Lung autopsy samples were examined as described elsewhere [17]. Briefly, paraffin-embedded sections were cut at 4-μm thickness and stained with hematoxylin-eosin. Rabbit antiserum reactive against rCARDS toxin and mouse anti-P1 monoclonal antibody (US Biological, Swampscott, MA) at 1:1500 and 1:10 dilutions, respectively, were incubated with representative lung sections, which were then stained with diaminobenzidene chromagen (Vector Laboratories, Burlington, CA) [17]. Control sections were treated similarly but without primary antibodies. For immunogold electron microscopy, lung samples were processed and analyzed for the presence of M. pneumoniae using anti-P1 rabbit antiserum (1:100 dilution) as reported elsewhere [5].


Case Report

All 5 children of a family were admitted to a pediatric hospital in Dallas, Texas, over a period of 5 days; 2 of the children experienced a fatal outcome. All siblings were previously healthy without contributory past medical history and were homeschooled. Table 1 details the age, sex, clinical presentation, and diagnostic assessment of the subjects, and the timeline graph in Figure 1 indicates the onset of symptoms and time of diagnosis.

Table 1.
Characteristics of Mycoplasma pneumoniae Infection Within a Family By Use of Serum Samples
Figure 1.
Timeline graph showing the onset of symptoms and time of diagnosis of the siblings. Further details of the siblings are included in Table 1.

15-Year-Old Deceased Male Sibling (Sibling 1)

A 15-year-old white male was admitted in August 2000 to the pediatric intensive care unit for sudden onset of respiratory failure. He was in his usual state of health until 2 days prior to admission when he developed sore throat, cough, and rhinorrhea with no noted fever, headache, or altered mental status. On the morning of admission, his family was not able to arouse him from sleep but confirmed him to be breathing and with heartbeat. The family then noted cessation of breathing and called paramedics, who found the patient to be pulseless with cardiac electrical activity and initiated cardiopulmonary resuscitation (CPR) including endotracheal intubation. On admission to the hospital, physical examination was only notable for a febrile (39°C), sedated, and mechanically ventilated male patient. Initial chest X-ray radiograph revealed multifocal parenchymal opacities involving the perihilar regions and lower lobes. The patient continued with intermittent fevers throughout his hospital course, during which a maculopapular rash developed. General laboratory studies (complete blood cell count, liver function tests, electrolyte levels, and creatinine levels) were remarkable for an initial white blood cell count of 13.2 k/μL, initial aspartate aminotransferase level of 247 U/L, and initial alanine aminotransferase level of 506 U/L; these values normalized over the course of hospitalization. Toxicology testing was negative. CSF indices were within reference limits, except for a white blood cell count of 22 cells/μL.
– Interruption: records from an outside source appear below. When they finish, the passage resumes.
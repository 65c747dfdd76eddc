//! Physical address-space layout
//!
//! The machine's address space is partitioned statically:
//!
//! - ROM (boot): read-only after load, hosts the syscall table and the
//!   boot-ROM handler code
//! - RAM: program area, upward-growing heap, downward-growing stack
//! - VRAM: row-major 128x128 RGBA32 framebuffer
//! - I/O: 4 KB window routed to memory-mapped devices
//!
//! Two layouts shipped historically: the canonical 128 KB RAM layout with the
//! heap 8 KB in, and a 1 MB RAM layout with the heap 512 KB in (used by the
//! original boot ROM). Both are constructible; everything downstream derives
//! addresses from the map rather than hard-coding them.

use crate::{Address, WORD_BYTES};
use serde::{Deserialize, Serialize};

/// Which top-level region an address falls in.
#[derive(Debug, Clone, Copy, PartialEq, Eq, Serialize, Deserialize)]
pub enum MemoryRegionKind {
    Rom,
    Ram,
    Vram,
    Io,
}

/// Region bases, sizes, and the syscall-table layout.
#[derive(Debug, Clone, Copy, PartialEq, Eq, Serialize, Deserialize)]
pub struct MemoryMap {
    pub rom_base: Address,
    pub rom_size: u32,
    pub syscall_table_base: Address,
    pub syscall_code_base: Address,
    pub syscall_code_size: u32,
    pub ram_base: Address,
    pub ram_size: u32,
    pub heap_base: Address,
    pub stack_base: Address,
    pub vram_base: Address,
    pub vram_size: u32,
    pub vram_width: u32,
    pub vram_height: u32,
    pub io_base: Address,
    pub io_size: u32,
    pub program_start: Address,
}

impl MemoryMap {
    /// Slots in the syscall table. Slot value 0 means "not implemented".
    pub const SYSCALL_SLOTS: u32 = 64;

    const ROM_SIZE: u32 = 8 * 1024;
    const SYSCALL_TABLE_OFFSET: u32 = 0x10;
    const SYSCALL_CODE_SIZE: u32 = 2 * 1024;
    const VRAM_WIDTH: u32 = 128;
    const VRAM_HEIGHT: u32 = 128;
    const BYTES_PER_PIXEL: u32 = 4;
    const IO_SIZE: u32 = 4 * 1024;

    /// Canonical layout: 128 KB RAM with the heap starting 8 KB in.
    pub fn neptune() -> Self {
        Self::with_layout(128 * 1024, 8 * 1024)
    }

    /// Historical large layout: 1 MB RAM with the heap starting 512 KB in.
    pub fn neptune_large() -> Self {
        Self::with_layout(1024 * 1024, 512 * 1024)
    }

    /// Build a layout from a RAM size and the heap's offset into RAM.
    pub fn with_layout(ram_size: u32, heap_offset: u32) -> Self {
        assert!(heap_offset < ram_size, "heap must start inside RAM");

        let rom_base = 0;
        let syscall_table_base = rom_base + Self::SYSCALL_TABLE_OFFSET;
        let syscall_code_base =
            syscall_table_base + Self::SYSCALL_SLOTS * WORD_BYTES;
        let ram_base = rom_base + Self::ROM_SIZE;
        let vram_base = ram_base + ram_size;
        let vram_size = Self::VRAM_WIDTH * Self::VRAM_HEIGHT * Self::BYTES_PER_PIXEL;
        let io_base = vram_base + vram_size;

        MemoryMap {
            rom_base,
            rom_size: Self::ROM_SIZE,
            syscall_table_base,
            syscall_code_base,
            syscall_code_size: Self::SYSCALL_CODE_SIZE,
            ram_base,
            ram_size,
            heap_base: ram_base + heap_offset,
            stack_base: ram_base + ram_size - WORD_BYTES,
            vram_base,
            vram_size,
            vram_width: Self::VRAM_WIDTH,
            vram_height: Self::VRAM_HEIGHT,
            io_base,
            io_size: Self::IO_SIZE,
            program_start: ram_base,
        }
    }

    pub fn rom_end(&self) -> Address {
        self.rom_base + self.rom_size
    }

    pub fn ram_end(&self) -> Address {
        self.ram_base + self.ram_size
    }

    pub fn vram_end(&self) -> Address {
        self.vram_base + self.vram_size
    }

    pub fn io_end(&self) -> Address {
        self.io_base + self.io_size
    }

    pub fn in_rom(&self, addr: Address) -> bool {
        addr >= self.rom_base && addr < self.rom_end()
    }

    pub fn in_ram(&self, addr: Address) -> bool {
        addr >= self.ram_base && addr < self.ram_end()
    }

    pub fn in_vram(&self, addr: Address) -> bool {
        addr >= self.vram_base && addr < self.vram_end()
    }

    pub fn in_io(&self, addr: Address) -> bool {
        addr >= self.io_base && addr < self.io_end()
    }

    /// Classify an address, or `None` if it maps to no region.
    pub fn region_of(&self, addr: Address) -> Option<MemoryRegionKind> {
        if self.in_rom(addr) {
            Some(MemoryRegionKind::Rom)
        } else if self.in_ram(addr) {
            Some(MemoryRegionKind::Ram)
        } else if self.in_vram(addr) {
            Some(MemoryRegionKind::Vram)
        } else if self.in_io(addr) {
            Some(MemoryRegionKind::Io)
        } else {
            None
        }
    }

    /// Address of syscall-table slot `n`.
    pub fn syscall_entry_addr(&self, n: u32) -> Address {
        self.syscall_table_base + n * WORD_BYTES
    }

    /// Address of the pixel at `(x, y)` in the framebuffer.
    ///
    /// Byte order within the pixel is R, G, B, A at offsets +0..+3.
    pub fn vram_pixel_addr(&self, x: u32, y: u32) -> Address {
        self.vram_base + (y * self.vram_width + x) * Self::BYTES_PER_PIXEL
    }
}

impl Default for MemoryMap {
    fn default() -> Self {
        Self::neptune()
    }
}

#[cfg(test)]
mod tests {
    use super::*;

    #[test]
    fn canonical_layout_values() {
        let map = MemoryMap::neptune();
        assert_eq!(map.rom_base, 0x0000_0000);
        assert_eq!(map.rom_size, 8 * 1024);
        assert_eq!(map.syscall_table_base, 0x0000_0010);
        assert_eq!(map.syscall_code_base, 0x0000_0110);
        assert_eq!(map.ram_base, 0x0000_2000);
        assert_eq!(map.ram_size, 128 * 1024);
        assert_eq!(map.heap_base, 0x0000_4000);
        assert_eq!(map.stack_base, map.ram_end() - 4);
        assert_eq!(map.vram_base, map.ram_end());
        assert_eq!(map.vram_size, 64 * 1024);
        assert_eq!(map.io_base, map.vram_end());
        assert_eq!(map.io_size, 4 * 1024);
        assert_eq!(map.program_start, map.ram_base);
    }

    #[test]
    fn large_layout_heap_position() {
        let map = MemoryMap::neptune_large();
        assert_eq!(map.ram_size, 1024 * 1024);
        assert_eq!(map.heap_base, map.ram_base + 512 * 1024);
        assert_eq!(map.stack_base, map.ram_end() - 4);
    }

    #[test]
    fn regions_are_contiguous_and_disjoint() {
        for map in [MemoryMap::neptune(), MemoryMap::neptune_large()] {
            assert_eq!(map.rom_end(), map.ram_base);
            assert_eq!(map.ram_end(), map.vram_base);
            assert_eq!(map.vram_end(), map.io_base);

            assert_eq!(map.region_of(map.rom_base), Some(MemoryRegionKind::Rom));
            assert_eq!(map.region_of(map.ram_base), Some(MemoryRegionKind::Ram));
            assert_eq!(map.region_of(map.vram_base), Some(MemoryRegionKind::Vram));
            assert_eq!(map.region_of(map.io_base), Some(MemoryRegionKind::Io));
            assert_eq!(map.region_of(map.io_end()), None);
        }
    }

    #[test]
    fn syscall_table_has_64_slots_inside_rom() {
        let map = MemoryMap::neptune();
        let last = map.syscall_entry_addr(MemoryMap::SYSCALL_SLOTS - 1);
        assert!(map.in_rom(last));
        assert_eq!(map.syscall_code_base, last + 4);
    }

    #[test]
    fn vram_pixel_addressing() {
        let map = MemoryMap::neptune();
        assert_eq!(map.vram_pixel_addr(0, 0), map.vram_base);
        assert_eq!(map.vram_pixel_addr(1, 0), map.vram_base + 4);
        assert_eq!(map.vram_pixel_addr(0, 1), map.vram_base + 128 * 4);
        assert_eq!(
            map.vram_pixel_addr(127, 127),
            map.vram_end() - 4
        );
    }
}
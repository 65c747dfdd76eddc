//! # Neptune VM Specification
//!
//! Shared data model for the Neptune virtual machine: a little-endian 32-bit
//! register machine with a statically partitioned physical address space
//! (boot ROM, RAM, linear RGBA32 framebuffer, memory-mapped I/O).
//!
//! ## Key pieces
//! - Fixed-width instruction encoding (one or two 32-bit words)
//! - Opcode catalog with a frozen, registration-ordered numbering
//! - Z/N/C/V condition codes
//! - Canonical memory layouts (plus the historical large-RAM variant)

pub mod error;
pub mod flags;
pub mod instruction;
pub mod isa;
pub mod memory_map;
pub mod opcode;

pub use error::SpecError;
pub use flags::Flags;
pub use instruction::{EncodedInstruction, Instruction, Operand};
pub use isa::{InstructionSet, OpcodeEntry};
pub use memory_map::{MemoryMap, MemoryRegionKind};
pub use opcode::{Opcode, OperandForm};

/// 32-bit machine word.
pub type Word = u32;

/// Byte address into the physical address space.
pub type Address = u32;

/// Signed view of a machine word.
pub type SWord = i32;

/// Bytes per machine word.
pub const WORD_BYTES: u32 = 4;

/// Default number of general-purpose registers.
pub const DEFAULT_REGISTER_COUNT: usize = 32;

/// Register index aliased to the program counter.
pub const REG_PC: u8 = 252;

/// Register index aliased to the stack pointer.
pub const REG_SP: u8 = 253;

/// Register index aliased to the heap pointer.
pub const REG_HP: u8 = 254;

/// Resolve a register alias name (`pc`, `sp`, `hp`) to its index,
/// case-insensitively.
pub fn register_alias(name: &str) -> Option<u8> {
    if name.eq_ignore_ascii_case("pc") {
        Some(REG_PC)
    } else if name.eq_ignore_ascii_case("sp") {
        Some(REG_SP)
    } else if name.eq_ignore_ascii_case("hp") {
        Some(REG_HP)
    } else {
        None
    }
}

/// Display name for a register index, honoring the PC/SP/HP aliases.
pub fn register_name(index: u8) -> String {
    match index {
        REG_PC => "pc".to_string(),
        REG_SP => "sp".to_string(),
        REG_HP => "hp".to_string(),
        i => format!("r{}", i),
    }
}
An infectious diseases evaluation was performed. Endotracheal aspirates revealed many white blood cells with no bacteria seen on Gram stain and no growth of bacteria on routine culture. Viral direct fluorescence assays on nasopharyngeal specimens for respiratory syncytial virus, adenovirus, influenza virus, and parainfluenza virus and viral culture were negative. Blood, urine, and cerebral spinal fluid bacterial cultures were without growth. Commercially available PCR assays for enterovirus, herpes simplex virus, and M. pneumoniae on CSF were negative. Serum immunofluorescence assays for St Louis encephalitis virus immunoglobulin M (IgM) and immunoglobulin G (IgG), West Nile virus IgM and IgG, California encephalitis virus IgM and IgG, and Legionella species were negative. Serum Chlamydia species IgG and human immunodeficiency virus (HIV) ELISAs were negative. However, serum M. pneumoniae IgM and IgG ELISAs were positive at 1:80 and 1:160, respecively (ARUP Laboratories, UT); serum M. pneumoniae complement fixation was positive at >1:256. Total serum IgM and IgG levels were normal. Over the hospital course, the subject received broad-spectrum antibiotics, including gatifloxacin, clindamycin, ceftriaxone, azithromycin, and doxycycline. His neurological status never improved beyond minimal response to painful stimuli, even when all sedation was stopped, and computed tomography of the brain was consistent with severe global hypoxic ischemic injury. Support was withdrawn 14 days after admission. The findings recorded in the autopsy report included cerebral edema consistent with hypoxic ischemic encepatholopathy, with no evidence of encephalitis or meningitis, and acute and organizing pneumonia with BOOP. Because the complement fixation test to detect M. pneumoniae infection is based on crude lipid antigen that contains glycolipids that occur commonly in plants and bacteria [18] and even in human brain tissue [19], we further confirmed the positive M. pneumoniae serologic results by measuring IgM and IgG serum responses to M. pneumoniae unique rP1-C and rCARDS toxin proteins. As shown in Table 1, the subject exhibited strong immunoresponsiveness against these M. pneumoniae proteins. In addition, PCR analysis for M. pneumoniae was positive.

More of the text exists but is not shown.